SSH port forwarding without session
Solution 1:
Rather than backgrounding an active TTY, you can just let SSH take care of things by itself.
My suggestion is this:
ssh -fNT -R $rport:dc-bb7925e7:$camport -p 25 [email protected]
The first three options are:
-f Requests ssh to go to background just before command execution.
-N Do not execute a remote command.
-T Disable pseudo-tty allocation.
The -f
option is the one that actually backgrounds things, but -N
and -T
will save resources which you don't need to allocate for an SSH session whose sole purpose is to carry your tunnel.
Also note that some of these options can be added to a custom profile in your ~/.ssh/config
file, in case you feel it would be preferable to put more of your static configuration into static configuration files rather than scripts.

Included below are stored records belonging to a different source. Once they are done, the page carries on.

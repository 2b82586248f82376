//! Configuration loading from disk and the process environment.

use std::fs;
use std::path::Path;

use thiserror::Error;

use crate::config::schema::{GatewayConfig, DEFAULT_PORT};
use crate::config::validation::{validate_config, ValidationError};

/// Error type for configuration loading.
#[derive(Debug, Error)]
pub enum ConfigError {
    #[error("IO error: {0}")]
    Io(#[from] std::io::Error),

    #[error("Parse error: {0}")]
    Parse(#[from] toml::de::Error),

    #[error("{}", join_errors(.0))]
    Validation(Vec<ValidationError>),
}

fn join_errors(errors: &[ValidationError]) -> String {
    errors
        .iter()
        .map(ToString::to_string)
        .collect::<Vec<_>>()
        .join(", ")
}

/// Load a configuration from a TOML file. The result is not validated yet;
/// callers overlay the environment first.
pub fn load_config(path: &Path) -> Result<GatewayConfig, ConfigError> {
    let content = fs::read_to_string(path)?;
    let config: GatewayConfig = toml::from_str(&content)?;
    Ok(config)
}

/// Overlay variables from the process environment onto `config`.
pub fn apply_env(config: &mut GatewayConfig) {
    apply_vars(config, |name| std::env::var(name).ok());
}

/// Overlay variables resolved by `lookup`. Empty values are ignored.
pub fn apply_vars<F>(config: &mut GatewayConfig, lookup: F)
where
    F: Fn(&str) -> Option<String>,
{
    let get = |name: &str| lookup(name).filter(|v| !v.is_empty());

    if let Some(v) = get("WEBSITE_API_PUBLIC") {
        config.content_api.access_key = Some(v);
    }
    if let Some(v) = get("WEBSITE_API_SECRET") {
        config.content_api.secret_key = Some(v);
    }
    if let Some(v) = get("WEBSITE_API_NAMESPACE_ID") {
        config.content_api.namespace_id = Some(v);
    }
    if let Some(v) = get("WEBSITE_API_ENDPOINT") {
        config.content_api.endpoint = v;
    }
    if let Some(v) = get("NEXT_PUBLIC_WEBSITE_API_VARIANT") {
        config.content_api.variant = v;
    }
    if let Some(v) = get("NEXT_PUBLIC_WEBSITE_DOMAIN") {
        config.site.domain = Some(v);
    }
    if let Some(v) = get("RENDERER_UPSTREAM") {
        config.renderer.upstream = v;
    }
}

/// Resolve the listening port: `PORT`, then the positional startup argument,
/// then the configured port, then 3000.
pub fn resolve_port(env_port: Option<&str>, arg_port: Option<u16>, configured: u16) -> u16 {
    env_port
        .and_then(|p| p.trim().parse::<u16>().ok())
        .filter(|p| *p != 0)
        .or(arg_port.filter(|p| *p != 0))
        .or(Some(configured).filter(|p| *p != 0))
        .unwrap_or(DEFAULT_PORT)
}

/// Validate a configuration, folding the errors into a `ConfigError`.
pub fn ensure_valid(config: &GatewayConfig) -> Result<(), ConfigError> {
    validate_config(config).map_err(ConfigError::Validation)
}
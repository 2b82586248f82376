//! User-extensible decision points.
//!
//! # Data Flow
//! ```text
//! request
//!     → classifier / query builder (default value, always computed)
//!     → RequestHooks method (sees the default, may return Override::Value)
//!     → Override::resolve (custom value wins, else the default)
//! ```
//!
//! # Design Decisions
//! - "No override" is an explicit variant, so `Override::Value(false)` is a
//!   real answer rather than a fall-through
//! - Hook errors are not suppressed; they abort the request

pub mod registry;

pub use registry::{HookError, HookRegistry, HookResult, NoHooks, Override, RequestHooks};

The RemoteForward
config file option is equivalent to the -R
command line option.
See also:
- More details on how to build tunnels with
-L
and-R
- Tips on using
ControlMaster
to maintain your tunnel
Solution 2:
This works even on a mac
ssh -o ControlPersist=yes -fNT -L 3306:127.0.0.1:3306 example.com
You can use & with that and it won't freeze in background, but it will background automatically after login anyways, so don't use &.
-f puts it in the background after login -N disables auto running the remote user shell -T disables the local psudo-tty
-o ControlPersist=yes prevents the connection from being closed when combines with ControlMaster=auto, which happens to be in some user's/install/distros ~/.ssh/config
This would be a way to chain multiple SSH connections and forwards with a one liner or a bash script.
Solution 3:
-N
isn't background, it's no remote command. You want something like:
ssh -R $rport:dc-bb7925e7:$camport -p 25 [email protected]&
Note the trailing ampersand, which will background the command.
You'll likely want to write some logic to go back and close the SSH session when you're done.